Problem to work on:
The records below hold a stretch from the line with "the wrong side" through the line with "use regex::Regex;"; return exactly those lines, ends included, and nothing more.
▬▬▬
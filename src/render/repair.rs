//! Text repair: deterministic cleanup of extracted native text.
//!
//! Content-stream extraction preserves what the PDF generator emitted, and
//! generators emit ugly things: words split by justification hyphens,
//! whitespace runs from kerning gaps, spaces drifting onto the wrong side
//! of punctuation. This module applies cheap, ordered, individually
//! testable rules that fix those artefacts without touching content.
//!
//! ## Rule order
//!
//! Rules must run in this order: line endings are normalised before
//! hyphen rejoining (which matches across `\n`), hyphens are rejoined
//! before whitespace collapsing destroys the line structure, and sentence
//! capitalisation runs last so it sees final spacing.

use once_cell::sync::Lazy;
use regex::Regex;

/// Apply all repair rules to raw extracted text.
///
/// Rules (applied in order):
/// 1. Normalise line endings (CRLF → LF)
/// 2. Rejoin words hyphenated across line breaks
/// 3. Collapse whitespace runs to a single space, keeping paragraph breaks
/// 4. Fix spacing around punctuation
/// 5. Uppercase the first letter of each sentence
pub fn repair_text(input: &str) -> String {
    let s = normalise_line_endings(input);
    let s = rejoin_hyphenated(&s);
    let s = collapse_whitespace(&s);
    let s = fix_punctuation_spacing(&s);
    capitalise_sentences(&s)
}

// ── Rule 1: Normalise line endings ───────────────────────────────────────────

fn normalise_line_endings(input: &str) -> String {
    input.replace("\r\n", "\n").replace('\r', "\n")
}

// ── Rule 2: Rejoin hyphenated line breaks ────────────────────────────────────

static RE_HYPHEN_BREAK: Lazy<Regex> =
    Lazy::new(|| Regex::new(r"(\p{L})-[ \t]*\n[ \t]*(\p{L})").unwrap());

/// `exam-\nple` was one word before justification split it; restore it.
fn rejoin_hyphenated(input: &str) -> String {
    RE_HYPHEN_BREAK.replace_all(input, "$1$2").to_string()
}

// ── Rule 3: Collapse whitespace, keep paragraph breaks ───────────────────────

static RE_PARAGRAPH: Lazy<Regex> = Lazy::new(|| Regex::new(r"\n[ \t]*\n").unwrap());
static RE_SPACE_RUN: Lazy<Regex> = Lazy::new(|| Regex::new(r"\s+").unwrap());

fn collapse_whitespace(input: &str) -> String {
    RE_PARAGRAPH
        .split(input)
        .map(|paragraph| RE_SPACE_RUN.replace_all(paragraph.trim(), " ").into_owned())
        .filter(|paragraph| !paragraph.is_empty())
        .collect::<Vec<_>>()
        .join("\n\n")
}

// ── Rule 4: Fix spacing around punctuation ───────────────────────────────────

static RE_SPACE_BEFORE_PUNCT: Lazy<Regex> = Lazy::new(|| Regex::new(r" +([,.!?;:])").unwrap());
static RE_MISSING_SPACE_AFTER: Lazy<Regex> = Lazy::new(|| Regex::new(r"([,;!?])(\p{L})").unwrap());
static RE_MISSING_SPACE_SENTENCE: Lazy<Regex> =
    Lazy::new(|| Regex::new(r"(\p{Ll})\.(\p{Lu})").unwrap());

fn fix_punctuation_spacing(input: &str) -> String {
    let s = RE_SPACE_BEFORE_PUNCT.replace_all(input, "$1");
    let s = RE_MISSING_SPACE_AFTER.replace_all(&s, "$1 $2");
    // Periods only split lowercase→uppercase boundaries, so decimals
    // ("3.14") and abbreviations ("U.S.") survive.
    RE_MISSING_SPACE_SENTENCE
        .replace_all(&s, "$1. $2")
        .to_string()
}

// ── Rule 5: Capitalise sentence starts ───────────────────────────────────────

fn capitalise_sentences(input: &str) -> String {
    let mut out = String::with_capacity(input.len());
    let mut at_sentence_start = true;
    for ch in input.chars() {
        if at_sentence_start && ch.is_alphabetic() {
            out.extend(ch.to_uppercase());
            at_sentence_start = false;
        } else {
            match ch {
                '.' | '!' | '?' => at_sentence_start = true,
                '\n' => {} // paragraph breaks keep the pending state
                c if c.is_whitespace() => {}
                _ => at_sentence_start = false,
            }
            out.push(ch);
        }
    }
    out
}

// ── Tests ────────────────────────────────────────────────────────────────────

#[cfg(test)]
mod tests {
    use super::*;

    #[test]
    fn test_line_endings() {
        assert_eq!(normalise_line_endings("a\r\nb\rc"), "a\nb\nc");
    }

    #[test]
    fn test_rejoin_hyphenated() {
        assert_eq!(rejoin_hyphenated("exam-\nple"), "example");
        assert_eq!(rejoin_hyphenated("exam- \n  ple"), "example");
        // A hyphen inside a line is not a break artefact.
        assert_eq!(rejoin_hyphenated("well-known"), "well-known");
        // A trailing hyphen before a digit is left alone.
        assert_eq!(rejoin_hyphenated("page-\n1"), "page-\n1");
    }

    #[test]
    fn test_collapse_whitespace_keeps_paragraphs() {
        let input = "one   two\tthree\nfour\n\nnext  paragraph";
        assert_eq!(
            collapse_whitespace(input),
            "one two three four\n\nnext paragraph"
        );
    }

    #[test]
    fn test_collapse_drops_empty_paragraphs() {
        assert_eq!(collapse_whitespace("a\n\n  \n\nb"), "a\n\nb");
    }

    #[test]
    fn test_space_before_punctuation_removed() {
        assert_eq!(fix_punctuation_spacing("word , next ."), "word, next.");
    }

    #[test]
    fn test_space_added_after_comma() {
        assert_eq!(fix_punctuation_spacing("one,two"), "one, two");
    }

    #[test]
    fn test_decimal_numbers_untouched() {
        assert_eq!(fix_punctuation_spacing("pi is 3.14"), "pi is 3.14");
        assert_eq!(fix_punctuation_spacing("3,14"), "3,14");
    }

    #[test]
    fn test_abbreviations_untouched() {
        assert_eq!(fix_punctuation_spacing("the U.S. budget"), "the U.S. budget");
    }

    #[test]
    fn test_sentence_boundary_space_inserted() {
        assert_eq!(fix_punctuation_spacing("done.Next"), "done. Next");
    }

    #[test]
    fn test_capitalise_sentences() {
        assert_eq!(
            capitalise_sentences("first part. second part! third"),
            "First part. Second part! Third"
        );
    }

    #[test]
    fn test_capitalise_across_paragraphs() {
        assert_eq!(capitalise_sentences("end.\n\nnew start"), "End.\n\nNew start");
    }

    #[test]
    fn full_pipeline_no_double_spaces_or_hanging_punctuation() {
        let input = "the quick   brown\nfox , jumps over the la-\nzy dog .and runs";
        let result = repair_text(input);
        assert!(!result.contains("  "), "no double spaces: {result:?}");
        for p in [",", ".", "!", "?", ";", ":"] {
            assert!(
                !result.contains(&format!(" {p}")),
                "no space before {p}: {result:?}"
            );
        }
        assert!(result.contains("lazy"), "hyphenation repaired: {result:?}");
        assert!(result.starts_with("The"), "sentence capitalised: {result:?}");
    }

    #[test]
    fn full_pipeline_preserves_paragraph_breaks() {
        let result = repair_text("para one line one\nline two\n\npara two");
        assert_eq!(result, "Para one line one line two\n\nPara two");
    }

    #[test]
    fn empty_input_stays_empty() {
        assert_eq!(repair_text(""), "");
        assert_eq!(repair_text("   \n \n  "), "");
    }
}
▬▬▬
Solved problem:
//! whitespace runs from kerning gaps, spaces drifting onto the wrong side
//! of punctuation. This module applies cheap, ordered, individually
//! testable rules that fix those artefacts without touching content.
//!
//! ## Rule order
//!
//! Rules must run in this order: line endings are normalised before
//! hyphen rejoining (which matches across `\n`), hyphens are rejoined
//! before whitespace collapsing destroys the line structure, and sentence
//! capitalisation runs last so it sees final spacing.

use once_cell::sync::Lazy;
use regex::Regex;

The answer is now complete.